The information released in recent days about the war in Ukraine, although fragmentary and even contradictory, seems to point in one direction: the U.S. is pressuring Ukrainian leaders to accept negotiations with Russia.
If this is confirmed it will be a significant shift in the position of the U.S. and the West in relation to the course of the conflict — apparently supporting the positions of countries like Turkiye or China, which have always advocated a negotiated solution, as well as Hungary or Serbia, which have resisted the European and U.S. policy of sanctions against Russia and of pouring oil on the flames.
What could be at the basis of this possible turning point?
‘Seizing the opportunity’
Not everything is clear at the moment; and not everything is going in the same direction, as far as the position of the West is concerned. It starts in the U.S. ruling circles themselves. The most explicit position was that of the Chief of Staff of the Armed Forces, General Mark Milley, who strongly advised the Ukrainians to seize the opportunity created by the slowdown in operations dictated by the autumn/winter.
Milley stated that Ukraine could not claim a military victory, noting that winter may present an opportunity for diplomatic compromise. “When there is an opportunity to negotiate, when peace can be achieved, one has to seize it. You have to seize the moment,” he said. (Politico, Nov. 14)
Three days later at a press conference held at the Pentagon, Milley seemed to want to substantiate his point, saying exactly: “The probability of a Ukrainian military victory defined as kicking the Russians out of all of Ukraine . . . the probability of that happening anytime soon is not high, militarily” — and hence he envisages the possibility of a “political solution.” (RT, Nov. 17)

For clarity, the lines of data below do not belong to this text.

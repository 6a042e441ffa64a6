//! Order service — order creation from carts and status transitions.
//!
//! Order creation writes an `order.created` outbox row in the same
//! flow as the business change; the outbox poller publishes it
//! asynchronously (at-least-once).

use rust_decimal::Decimal;
use storefront_core::error::{StorefrontError, StorefrontResult};
use storefront_core::models::cart::CartStatus;
use storefront_core::models::order::{CreateOrder, Order, OrderStatus};
use storefront_core::models::outbox::CreateOutboxEvent;
use storefront_core::repository::{
    CartRepository, OrderDraft, OrderDraftItem, OrderRepository, OutboxRepository,
    PaginatedResult, Pagination,
};
use tracing::{info, warn};
use uuid::Uuid;

/// Order service.
pub struct OrderService<O, C, X>
where
    O: OrderRepository,
    C: CartRepository,
    X: OutboxRepository,
{
    order_repo: O,
    cart_repo: C,
    outbox_repo: X,
}

impl<O, C, X> OrderService<O, C, X>
where
    O: OrderRepository,
    C: CartRepository,
    X: OutboxRepository,
{
    pub fn new(order_repo: O, cart_repo: C, outbox_repo: X) -> Self {
        Self {
            order_repo,
            cart_repo,
            outbox_repo,
        }
    }

    /// Create an order from an existing cart.
    ///
    /// The cart must belong to the tenant and contain at least one
    /// item. Its items are copied into the order, the total is
    /// computed, and the cart is marked `Converted`.
    pub async fn create_order(&self, input: CreateOrder) -> StorefrontResult<Order> {
        // 1. Load the cart.
        let cart = self
            .cart_repo
            .get_by_id(input.tenant_id, input.cart_id)
            .await?;

        if cart.items.is_empty() {
            return Err(StorefrontError::validation("Cart is empty"));
        }

        // 2. Copy items and compute the total.
        let items: Vec<OrderDraftItem> = cart
            .items
            .iter()
            .map(|item| OrderDraftItem {
                product_id: item.product_id,
                variant_id: item.variant_id,
                quantity: item.quantity,
                unit_price: item.unit_price,
                currency: item.currency.clone(),
            })
            .collect();

        let total: Decimal = items
            .iter()
            .map(|item| item.unit_price * Decimal::from(item.quantity))
            .sum();
        let currency = items[0].currency.clone();

        // 3. Persist the order.
        let order = self
            .order_repo
            .create(OrderDraft {
                tenant_id: input.tenant_id,
                cart_id: input.cart_id,
                customer_id: input.customer_id,
                items,
                total,
                currency,
            })
            .await?;

        // 4. The cart is consumed.
        self.cart_repo
            .set_status(input.tenant_id, input.cart_id, CartStatus::Converted)
            .await?;

        // 5. Record the event for asynchronous publishing.
        self.append_event("order.created", &order).await;

        info!(
            tenant_id = %order.tenant_id,
            order_id = %order.id,
            total = %order.total,
            "Order created"
        );
        Ok(order)
    }

    pub async fn get_order(&self, tenant_id: Uuid, order_id: Uuid) -> StorefrontResult<Order> {
        self.order_repo.get_by_id(tenant_id, order_id).await
    }

    pub async fn list_orders(
        &self,
        tenant_id: Uuid,
        customer_id: Option<Uuid>,
        status: Option<OrderStatus>,
        pagination: Pagination,
    ) -> StorefrontResult<PaginatedResult<Order>> {
        match (customer_id, status) {
            (Some(customer_id), _) => {
                self.order_repo
                    .list_by_customer(tenant_id, customer_id, pagination)
                    .await
            }
            (None, Some(status)) => {
                self.order_repo
                    .list_by_status(tenant_id, status, pagination)
                    .await
            }
            (None, None) => self.order_repo.list(tenant_id, pagination).await,
        }
    }

    pub async fn confirm_order(&self, tenant_id: Uuid, order_id: Uuid) -> StorefrontResult<Order> {
        // Ensure the order exists under this tenant before updating.
        self.order_repo.get_by_id(tenant_id, order_id).await?;
        let order = self
            .order_repo
            .set_status(tenant_id, order_id, OrderStatus::Confirmed)
            .await?;
        info!(tenant_id = %tenant_id, order_id = %order_id, "Order confirmed");
        Ok(order)
    }

    pub async fn cancel_order(&self, tenant_id: Uuid, order_id: Uuid) -> StorefrontResult<Order> {
        let current = self.order_repo.get_by_id(tenant_id, order_id).await?;
        if current.status == OrderStatus::Delivered {
            return Err(StorefrontError::validation(
                "Delivered orders cannot be cancelled",
            ));
        }
        let order = self
            .order_repo
            .set_status(tenant_id, order_id, OrderStatus::Cancelled)
            .await?;
        info!(tenant_id = %tenant_id, order_id = %order_id, "Order cancelled");
        Ok(order)
    }

    /// Move the order to `Processing` and hand it to downstream
    /// consumers via the outbox.
    pub async fn finalize_order(&self, tenant_id: Uuid, order_id: Uuid) -> StorefrontResult<Order> {
        self.order_repo.get_by_id(tenant_id, order_id).await?;
        let order = self
            .order_repo
            .set_status(tenant_id, order_id, OrderStatus::Processing)
            .await?;

        self.append_event("order.finalized", &order).await;

        info!(tenant_id = %tenant_id, order_id = %order_id, "Order finalized");
        Ok(order)
    }

    /// Append an outbox row describing `order`. Failure to record the
    /// event is logged but does not fail the business operation.
    async fn append_event(&self, event_type: &str, order: &Order) {
        let payload = serde_json::json!({
            "orderId": order.id,
            "customerId": order.customer_id,
            "tenantId": order.tenant_id,
            "status": order.status,
            "totalAmount": order.total,
            "totalCurrency": order.currency,
            "items": order.items.iter().map(|item| {
                serde_json::json!({
                    "productId": item.product_id,
                    "productVariantId": item.variant_id,
                    "quantity": item.quantity,
                    "unitPrice": item.unit_price,
                })
            }).collect::<Vec<_>>(),
        });

        let result = self
            .outbox_repo
            .append(CreateOutboxEvent {
                tenant_id: order.tenant_id,
                event_type: event_type.into(),
                payload: payload.to_string(),
            })
            .await;

        if let Err(e) = result {
            warn!(
                order_id = %order.id,
                event_type,
                error = %e,
                "Failed to append outbox event"
            );
        }
    }
}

Despite seemingly contradictory White House positions, everything leads one to believe that the recent trip to Kiev (Nov. 4) by Joe Biden’s National Security Advisor and Secretary of State Antony Blinken’s meeting with Ukrainian Foreign Minister Dmytro Kuleba (Nov. 12), while reaffirming U.S. support, will have been aimed at gauging the mood of the Ukrainian leadership and preparing the ground for a change of direction.
Avoiding ‘miscalculations’
Days after these contacts, the head of the CIA, William Burns, was to meet in Turkiye with the head of Russian intelligence, Sergey Narishkin, in order to, in the cipher language of these things, “keep the channels of contact open” between the two powers. The initiative came from the U.S. side, the Kremlin said. (Al Jazeera, Nov. 14)
A White House spokesperson confirmed these contacts and added that in “recent weeks,” Secretary of Defense Lloyd Austin and Chief of Staff Mark Milley had spoken with Russian counterparts Sergey Shoigun and Valeri Gerassimov “to make sure there’s no miscalculation” between Russians and the U.S. (Statements to Bloomberg News quoted by RT, Nov. 15)
Commenting on these facts, United Nations Secretary-General António Guterres, present at the G20 summit, considered them “an extremely relevant development with regard to the future.” (Al Jazeera, Nov. 14)
From all this movement, one can deduce that Milley’s statements were only issued after thorough contacts, at various levels, with Russian officials. The concerns expressed by the leaders in Kiev can be perceived, not only because of the latent change of course, contrary to everything they have been saying, but also because they are exposed as mere pawns of the United States in its confrontation with Russia.
Change of tone in the corporate media
The top U.S. press clearly got into the campaign, reporting that the White House was privately convincing Ukrainian officials to show openness to peace talks with Russia.
The pressure, said the Washington Post in particular, is intended to prevent Ukraine from losing the support of countries where public opinion becomes hostile to the war, because it does not see a near end to the conflict. A U.S. official representative told the newspaper, “Fatigue is a real issue for some of our partners.” (Washington Post, Nov. 5)
In the wake of the missile strike incident in Poland, and in the face of Volodymyr Zelensky’s insistence, against all evidence, on blaming the Russians, a Fox News commentator [Tucker Carlson] accused the Ukrainian president of intending to “immediately lead the U.S. into a third world war.” His claims, he said, “are not only untrue,” but “it’s a lie that could cause the deaths of millions of Americans.” So, he concluded, “You have to ask yourself, is it time to stop backing this guy?” (Fox News, Nov. 17)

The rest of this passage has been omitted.